Sylora’s eyes closed in a fit of power and pleasure, and she let the decomposed zombie flow through the wand, bursting back out in a black spray that struck the imp and sent it flying backward into the wall. It howled in pain as wafts of smoke began rising from all around it.

“What have you done?” Valindra asked happily, but Sylora ignored her, couldn’t be bothered with her at that moment as she, too, tried to sort out the magic she’d just enacted.

The imp came forward, but slowly, its movements sluggish as if it was in thick mud or tar. It was the ash, Sylora realized, hardening around its joints and skin. The imp tried to spit, attempted to stick out its tongue, but Sylora saw the black goo covering the creature’s mouth press forward.

The magic fully encased the creature except for one eye the imp had managed to close before being struck, and that the imp had opened quickly enough to avoid the hardening black coating. That eye revealed the creature’s hatred for Sylora, a red gaze of sizzling and seething flame.

The diminutive beast kept approaching, and Sylora was too mesmerized to even realize she should retreat, or strike again.

But it didn’t matter. The imp turned aside and dived into the fireplace. It rolled around on the logs and slid its limbs under the hot coals, burning the black goo from its body. The fire didn’t bother a creature of the lower planes, after all. In moments, it was free, and it shot one last hateful look at Sylora, full of indignity and dire threats, then rushed up the chimney and out of Ashenglade entirely.

“That show was worth the cost of a zombie,” Valindra said coyly.

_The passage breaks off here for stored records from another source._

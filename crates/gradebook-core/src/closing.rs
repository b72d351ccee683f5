//! Term closing: the aggregation that turns a course's roster, attendance
//! sheets and grades into one pass/fail verdict per enrolled student.
//!
//! The computation is pure: a store gathers a [`TermSnapshot`] inside a
//! transaction, hands it to [`compute_results`], and persists the returned
//! rows in the same transaction.

use std::collections::HashMap;

use chrono::{DateTime, Utc};
use serde::{Deserialize, Serialize};
use uuid::Uuid;

use crate::{
  Error, Result,
  evaluation::Evaluation,
  roster::{Course, Enrollment},
};

// ─── Results ─────────────────────────────────────────────────────────────────

/// A student's final standing in a course. Append-only; never updated.
#[derive(Debug, Clone, PartialEq, Serialize, Deserialize)]
pub struct TermResult {
  pub result_id:       Uuid,
  pub student_id:      Uuid,
  pub course_id:       Uuid,
  pub final_average:   f64,
  /// Percentage of the course's sessions the student attended.
  pub attendance_rate: f64,
  pub passed:          bool,
  pub created_at:      DateTime<Utc>,
}

/// A computed result that has not been persisted yet; the store assigns the
/// id and timestamp.
#[derive(Debug, Clone, PartialEq)]
pub struct NewTermResult {
  pub student_id:      Uuid,
  pub course_id:       Uuid,
  pub final_average:   f64,
  pub attendance_rate: f64,
  pub passed:          bool,
}

// ─── Snapshot ────────────────────────────────────────────────────────────────

/// Everything term closing reads about one course, captured at one instant.
#[derive(Debug, Clone)]
pub struct TermSnapshot {
  pub course:        Course,
  /// In insertion order; results are emitted in the same order.
  pub enrollments:   Vec<Enrollment>,
  pub session_count: usize,
  pub evaluations:   Vec<Evaluation>,
  /// Number of `present = true` attendance rows per student, counting only
  /// this course's sessions.
  pub present:       HashMap<Uuid, u32>,
  /// Recorded scores keyed by `(student_id, evaluation_id)`.
  pub grades:        HashMap<(Uuid, Uuid), f64>,
}

// ─── Engine ──────────────────────────────────────────────────────────────────

/// Check the closing preconditions in order, then compute one result per
/// enrollment.
///
/// Fails with [`Error::InsufficientHours`], [`Error::NoSessions`],
/// [`Error::NoEvaluations`] or [`Error::ZeroEvaluationWeight`]; any failure
/// aborts the whole course.
pub fn compute_results(snapshot: &TermSnapshot) -> Result<Vec<NewTermResult>> {
  let course = &snapshot.course;

  if course.realized_hours < course.planned_hours {
    return Err(Error::InsufficientHours {
      realized: course.realized_hours,
      planned:  course.planned_hours,
    });
  }
  if snapshot.session_count == 0 {
    return Err(Error::NoSessions(course.course_id));
  }
  if snapshot.evaluations.is_empty() {
    return Err(Error::NoEvaluations(course.course_id));
  }

  let total_weight: f64 = snapshot.evaluations.iter().map(|e| e.weight).sum();
  if total_weight == 0.0 {
    return Err(Error::ZeroEvaluationWeight(course.course_id));
  }

  let results = snapshot
    .enrollments
    .iter()
    .map(|enrollment| {
      let student_id = enrollment.student_id;
      let present = snapshot.present.get(&student_id).copied().unwrap_or(0);
      let attendance_rate = attendance_rate(present, snapshot.session_count);
      let final_average = weighted_average(&snapshot.evaluations, total_weight, |eval_id| {
        snapshot.grades.get(&(student_id, eval_id)).copied()
      });

      NewTermResult {
        student_id,
        course_id: course.course_id,
        final_average,
        attendance_rate,
        passed: passes(course, final_average, attendance_rate),
      }
    })
    .collect();

  Ok(results)
}

/// Decimal places kept in stored averages and attendance rates.
pub const PRECISION: i32 = 2;

/// Round to [`PRECISION`] decimal places, so that a value meant to sit on a
/// threshold compares as equal to it.
pub fn round_to_precision(value: f64) -> f64 {
  let scale = 10f64.powi(PRECISION);
  (value * scale).round() / scale
}

/// `present × 100 / sessions`, rounded. Callers guarantee `sessions > 0`.
pub fn attendance_rate(present: u32, sessions: usize) -> f64 {
  round_to_precision(f64::from(present) * 100.0 / sessions as f64)
}

/// Weighted mean over every evaluation, rounded; a missing score counts as
/// zero and its weight stays in the denominator.
pub fn weighted_average<F>(evaluations: &[Evaluation], total_weight: f64, score_of: F) -> f64
where
  F: Fn(Uuid) -> Option<f64>,
{
  let weighted: f64 = evaluations
    .iter()
    .map(|e| score_of(e.evaluation_id).unwrap_or(0.0) * e.weight)
    .sum();
  round_to_precision(weighted / total_weight)
}

/// Both thresholds are inclusive. Expects rounded inputs.
pub fn passes(course: &Course, final_average: f64, attendance_rate: f64) -> bool {
  final_average >= course.min_grade && attendance_rate >= course.min_attendance
}

#[cfg(test)]
mod tests {
  use chrono::NaiveDate;

  use super::*;
  use crate::evaluation::EvaluationKind;

  fn course() -> Course {
    Course {
      course_id:        Uuid::new_v4(),
      professor_id:     Uuid::new_v4(),
      name:             "Databases".into(),
      term:             "2024-01".into(),
      planned_hours:    60,
      realized_hours:   60,
      enrolled_count:   0,
      exam_count:       0,
      assignment_count: 0,
      min_grade:        6.0,
      min_attendance:   70.0,
      created_at:       Utc::now(),
      closed_at:        None,
    }
  }

  fn evaluation(course_id: Uuid, weight: f64) -> Evaluation {
    Evaluation {
      evaluation_id: Uuid::new_v4(),
      course_id,
      name: "P1".into(),
      kind: EvaluationKind::Exam,
      date: NaiveDate::from_ymd_opt(2024, 5, 1).unwrap(),
      weight,
      created_at: Utc::now(),
    }
  }

  fn enrollment(course_id: Uuid) -> Enrollment {
    Enrollment {
      enrollment_id: Uuid::new_v4(),
      student_id: Uuid::new_v4(),
      course_id,
      created_at: Utc::now(),
    }
  }

  fn snapshot(course: Course) -> TermSnapshot {
    TermSnapshot {
      course,
      enrollments: Vec::new(),
      session_count: 4,
      evaluations: Vec::new(),
      present: HashMap::new(),
      grades: HashMap::new(),
    }
  }

  fn approx(a: f64, b: f64) -> bool { (a - b).abs() < 1e-9 }

  #[test]
  fn worked_example_passes_with_six_point_eight() {
    let c = course();
    let cid = c.course_id;
    let mut snap = snapshot(c);
    let p1 = evaluation(cid, 0.4);
    let p2 = evaluation(cid, 0.6);
    let e = enrollment(cid);
    snap.grades.insert((e.student_id, p1.evaluation_id), 8.0);
    snap.grades.insert((e.student_id, p2.evaluation_id), 6.0);
    snap.present.insert(e.student_id, 3);
    snap.evaluations = vec![p1, p2];
    snap.enrollments = vec![e.clone()];

    let results = compute_results(&snap).unwrap();
    assert_eq!(results.len(), 1);
    let r = &results[0];
    assert_eq!(r.student_id, e.student_id);
    assert!(approx(r.final_average, 6.8), "average = {}", r.final_average);
    assert!(approx(r.attendance_rate, 75.0));
    assert!(r.passed);
  }

  #[test]
  fn missing_grade_counts_as_zero_in_denominator() {
    let c = course();
    let cid = c.course_id;
    let mut snap = snapshot(c);
    let p1 = evaluation(cid, 0.5);
    let p2 = evaluation(cid, 0.5);
    let e = enrollment(cid);
    snap.grades.insert((e.student_id, p1.evaluation_id), 10.0);
    snap.present.insert(e.student_id, 4);
    snap.evaluations = vec![p1, p2];
    snap.enrollments = vec![e];

    let r = &compute_results(&snap).unwrap()[0];
    assert!(approx(r.final_average, 5.0));
    assert!(!r.passed);
  }

  #[test]
  fn thresholds_are_inclusive() {
    let c = course();
    assert!(passes(&c, 6.0, 70.0));
    assert!(!passes(&c, 5.999, 100.0));
    assert!(!passes(&c, 10.0, 69.99));
  }

  #[test]
  fn minimum_scores_pass_with_inexact_weights() {
    for weights in [vec![0.3, 0.7], vec![0.1, 0.2], vec![0.1, 0.1, 0.1]] {
      let c = course();
      let cid = c.course_id;
      let mut snap = snapshot(c);
      snap.session_count = 10;
      let e = enrollment(cid);
      snap.evaluations = weights.iter().map(|w| evaluation(cid, *w)).collect();
      for eval in &snap.evaluations {
        snap.grades.insert((e.student_id, eval.evaluation_id), 6.0);
      }
      snap.present.insert(e.student_id, 7);
      snap.enrollments = vec![e];

      let r = &compute_results(&snap).unwrap()[0];
      assert_eq!(r.final_average, 6.0, "weights {weights:?}");
      assert_eq!(r.attendance_rate, 70.0);
      assert!(r.passed, "weights {weights:?}");
    }
  }

  #[test]
  fn rates_are_rounded_to_two_places() {
    assert_eq!(attendance_rate(1, 3), 33.33);
    assert_eq!(attendance_rate(2, 3), 66.67);
    assert_eq!(round_to_precision(5.999999999999999), 6.0);
    assert_eq!(round_to_precision(6.804), 6.8);
  }

  #[test]
  fn no_attendance_rows_yields_zero_rate() {
    let c = course();
    let cid = c.course_id;
    let mut snap = snapshot(c);
    let p1 = evaluation(cid, 1.0);
    let e = enrollment(cid);
    snap.grades.insert((e.student_id, p1.evaluation_id), 9.0);
    snap.evaluations = vec![p1];
    snap.enrollments = vec![e];

    let r = &compute_results(&snap).unwrap()[0];
    assert_eq!(r.attendance_rate, 0.0);
    assert!(!r.passed);
  }

  #[test]
  fn results_follow_enrollment_order() {
    let c = course();
    let cid = c.course_id;
    let mut snap = snapshot(c);
    snap.evaluations = vec![evaluation(cid, 1.0)];
    snap.enrollments = (0..5).map(|_| enrollment(cid)).collect();

    let results = compute_results(&snap).unwrap();
    let got: Vec<_> = results.iter().map(|r| r.student_id).collect();
    let want: Vec<_> = snap.enrollments.iter().map(|e| e.student_id).collect();
    assert_eq!(got, want);
  }

  #[test]
  fn preconditions_are_checked_in_order() {
    // Everything wrong at once: hours win.
    let mut c = course();
    c.realized_hours = 59;
    let mut snap = snapshot(c);
    snap.session_count = 0;
    assert!(matches!(
      compute_results(&snap),
      Err(Error::InsufficientHours { realized: 59, planned: 60 })
    ));

    // Hours fixed: sessions next.
    snap.course.realized_hours = 64;
    assert!(matches!(compute_results(&snap), Err(Error::NoSessions(_))));

    // Sessions fixed: evaluations next.
    snap.session_count = 2;
    assert!(matches!(compute_results(&snap), Err(Error::NoEvaluations(_))));
  }

  #[test]
  fn zero_total_weight_aborts_the_course() {
    let c = course();
    let cid = c.course_id;
    let mut snap = snapshot(c);
    snap.evaluations = vec![evaluation(cid, 0.0), evaluation(cid, 0.0)];
    snap.enrollments = vec![enrollment(cid)];
    assert!(matches!(
      compute_results(&snap),
      Err(Error::ZeroEvaluationWeight(id)) if id == cid
    ));
  }

  #[test]
  fn empty_roster_closes_with_no_results() {
    let c = course();
    let cid = c.course_id;
    let mut snap = snapshot(c);
    snap.evaluations = vec![evaluation(cid, 1.0)];
    assert!(compute_results(&snap).unwrap().is_empty());
  }
}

Sylora turned to her and held forth the crooked, blackened wand Szass Tam had given her. “There’s more,” she said with both conviction and confusion, for she knew there were indeed more and varied catastrophes she could conjure with the magical energy of the ashen zombies, though she wasn’t quite sure what those disasters might be.

Sylora’s eyes sparkled at the possibilities.

“You can channel the power of the Dread Ring,” Valindra reasoned, and Sylora nodded.

“It’s intoxicating,” the sorceress admitted.

“More powerful than your own practiced magic?”

Sylora considered that for a few moments, then nodded once more. “I had thought my time here near its end,” she admitted. “One last strike at the Netherese and the settlers of Neverwinter, one added massacre to complete the Dread Ring, and I would move along to another place, another mission.”